→ The task:
Read the records below and report each line in which "WorkloadRunning" occurs.

→ Records from a collection:
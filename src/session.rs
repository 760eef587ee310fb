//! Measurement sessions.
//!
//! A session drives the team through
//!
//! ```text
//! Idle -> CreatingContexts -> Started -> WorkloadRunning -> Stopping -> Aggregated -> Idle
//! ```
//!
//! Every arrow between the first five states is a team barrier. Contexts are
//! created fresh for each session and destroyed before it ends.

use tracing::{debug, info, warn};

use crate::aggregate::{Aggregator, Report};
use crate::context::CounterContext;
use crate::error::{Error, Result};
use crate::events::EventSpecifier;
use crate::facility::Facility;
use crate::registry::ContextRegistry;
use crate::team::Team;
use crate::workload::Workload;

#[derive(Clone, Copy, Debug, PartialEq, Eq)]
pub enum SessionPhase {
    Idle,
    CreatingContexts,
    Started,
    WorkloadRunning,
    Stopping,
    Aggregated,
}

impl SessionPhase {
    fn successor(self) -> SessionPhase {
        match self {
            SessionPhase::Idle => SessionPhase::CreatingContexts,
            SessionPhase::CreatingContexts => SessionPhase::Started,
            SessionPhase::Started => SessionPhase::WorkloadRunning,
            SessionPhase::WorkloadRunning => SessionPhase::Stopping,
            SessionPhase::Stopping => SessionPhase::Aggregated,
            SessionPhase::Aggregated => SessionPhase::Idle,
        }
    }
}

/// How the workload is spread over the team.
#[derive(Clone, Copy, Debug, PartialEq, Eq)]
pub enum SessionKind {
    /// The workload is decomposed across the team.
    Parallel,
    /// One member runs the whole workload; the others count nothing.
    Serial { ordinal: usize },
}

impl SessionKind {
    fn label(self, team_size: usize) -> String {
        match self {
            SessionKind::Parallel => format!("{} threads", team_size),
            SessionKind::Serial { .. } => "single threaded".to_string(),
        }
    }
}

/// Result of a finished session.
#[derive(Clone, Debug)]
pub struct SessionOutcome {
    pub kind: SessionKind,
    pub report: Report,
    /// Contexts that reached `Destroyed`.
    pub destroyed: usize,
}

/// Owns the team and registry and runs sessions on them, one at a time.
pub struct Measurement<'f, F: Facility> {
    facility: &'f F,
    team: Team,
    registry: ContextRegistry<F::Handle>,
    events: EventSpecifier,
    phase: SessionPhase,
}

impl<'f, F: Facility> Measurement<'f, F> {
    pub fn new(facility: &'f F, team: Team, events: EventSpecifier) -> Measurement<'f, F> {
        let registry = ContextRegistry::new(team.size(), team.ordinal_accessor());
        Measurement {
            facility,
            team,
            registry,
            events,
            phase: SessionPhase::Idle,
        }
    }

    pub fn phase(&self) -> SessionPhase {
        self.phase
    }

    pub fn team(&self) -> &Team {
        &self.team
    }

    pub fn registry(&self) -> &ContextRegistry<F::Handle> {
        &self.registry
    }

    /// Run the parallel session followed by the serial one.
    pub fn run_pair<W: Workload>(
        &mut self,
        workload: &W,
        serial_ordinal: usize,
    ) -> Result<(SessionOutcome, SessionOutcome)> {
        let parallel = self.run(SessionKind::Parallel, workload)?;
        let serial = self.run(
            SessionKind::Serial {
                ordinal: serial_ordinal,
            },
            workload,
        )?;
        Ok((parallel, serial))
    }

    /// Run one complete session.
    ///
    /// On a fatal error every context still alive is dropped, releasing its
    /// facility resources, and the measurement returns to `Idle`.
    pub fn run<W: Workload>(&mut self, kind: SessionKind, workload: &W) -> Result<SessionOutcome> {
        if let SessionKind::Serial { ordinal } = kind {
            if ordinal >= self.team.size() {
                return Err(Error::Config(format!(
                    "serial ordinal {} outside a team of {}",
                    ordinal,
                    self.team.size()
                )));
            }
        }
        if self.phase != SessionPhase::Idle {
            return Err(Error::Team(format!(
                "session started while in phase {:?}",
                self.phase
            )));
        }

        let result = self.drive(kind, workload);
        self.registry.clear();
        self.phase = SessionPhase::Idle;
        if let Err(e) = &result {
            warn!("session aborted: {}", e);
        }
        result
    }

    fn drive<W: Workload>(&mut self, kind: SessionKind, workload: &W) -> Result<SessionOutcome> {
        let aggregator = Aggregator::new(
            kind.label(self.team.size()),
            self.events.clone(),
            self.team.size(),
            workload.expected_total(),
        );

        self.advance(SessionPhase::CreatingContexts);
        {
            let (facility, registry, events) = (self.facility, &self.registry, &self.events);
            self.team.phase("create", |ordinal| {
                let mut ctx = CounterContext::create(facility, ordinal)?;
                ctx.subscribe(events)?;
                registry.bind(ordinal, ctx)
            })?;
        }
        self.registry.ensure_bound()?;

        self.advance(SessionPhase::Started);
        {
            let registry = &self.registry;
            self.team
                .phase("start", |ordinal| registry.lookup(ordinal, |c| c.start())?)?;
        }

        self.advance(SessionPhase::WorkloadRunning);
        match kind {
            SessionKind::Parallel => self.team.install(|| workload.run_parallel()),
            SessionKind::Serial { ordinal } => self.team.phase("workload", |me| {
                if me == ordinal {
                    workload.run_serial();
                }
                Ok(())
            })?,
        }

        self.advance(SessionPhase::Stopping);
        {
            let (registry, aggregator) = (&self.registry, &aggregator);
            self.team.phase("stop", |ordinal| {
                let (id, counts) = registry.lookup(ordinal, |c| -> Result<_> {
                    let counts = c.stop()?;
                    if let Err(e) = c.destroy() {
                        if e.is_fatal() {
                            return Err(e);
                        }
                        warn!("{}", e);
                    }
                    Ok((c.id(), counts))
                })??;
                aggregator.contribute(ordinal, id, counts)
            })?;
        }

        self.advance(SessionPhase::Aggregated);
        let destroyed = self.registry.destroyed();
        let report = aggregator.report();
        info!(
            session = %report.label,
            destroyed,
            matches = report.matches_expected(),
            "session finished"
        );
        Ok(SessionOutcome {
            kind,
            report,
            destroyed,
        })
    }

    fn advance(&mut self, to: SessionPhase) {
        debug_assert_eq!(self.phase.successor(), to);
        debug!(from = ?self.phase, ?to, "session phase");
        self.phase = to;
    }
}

==

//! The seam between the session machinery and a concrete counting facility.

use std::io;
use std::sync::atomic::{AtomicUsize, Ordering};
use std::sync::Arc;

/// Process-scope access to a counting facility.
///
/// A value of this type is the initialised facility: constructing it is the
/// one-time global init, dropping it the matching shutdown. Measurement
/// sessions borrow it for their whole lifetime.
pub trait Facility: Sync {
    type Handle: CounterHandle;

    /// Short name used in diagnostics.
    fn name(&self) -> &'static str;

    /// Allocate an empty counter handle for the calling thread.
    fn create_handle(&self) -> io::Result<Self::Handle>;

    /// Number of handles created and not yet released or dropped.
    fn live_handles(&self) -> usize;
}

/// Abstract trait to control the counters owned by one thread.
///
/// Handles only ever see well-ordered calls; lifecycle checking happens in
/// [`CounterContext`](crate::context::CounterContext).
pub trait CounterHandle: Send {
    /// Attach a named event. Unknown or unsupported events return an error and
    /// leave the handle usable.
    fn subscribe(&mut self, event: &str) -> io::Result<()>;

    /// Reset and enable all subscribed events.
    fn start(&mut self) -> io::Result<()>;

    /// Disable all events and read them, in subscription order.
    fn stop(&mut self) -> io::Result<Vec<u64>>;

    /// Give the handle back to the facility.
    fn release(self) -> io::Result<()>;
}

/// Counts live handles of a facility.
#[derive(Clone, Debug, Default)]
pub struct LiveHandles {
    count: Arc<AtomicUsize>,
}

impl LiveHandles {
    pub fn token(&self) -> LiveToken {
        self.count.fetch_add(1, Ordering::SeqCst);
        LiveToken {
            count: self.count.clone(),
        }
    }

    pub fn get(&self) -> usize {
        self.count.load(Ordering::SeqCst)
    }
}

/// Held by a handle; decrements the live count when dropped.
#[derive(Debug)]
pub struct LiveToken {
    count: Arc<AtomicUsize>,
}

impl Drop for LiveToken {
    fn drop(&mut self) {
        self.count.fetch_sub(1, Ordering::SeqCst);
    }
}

→ Task response:
//! Idle -> CreatingContexts -> Started -> WorkloadRunning -> Stopping -> Aggregated -> Idle
    WorkloadRunning,
            SessionPhase::Started => SessionPhase::WorkloadRunning,
            SessionPhase::WorkloadRunning => SessionPhase::Stopping,
        self.advance(SessionPhase::WorkloadRunning);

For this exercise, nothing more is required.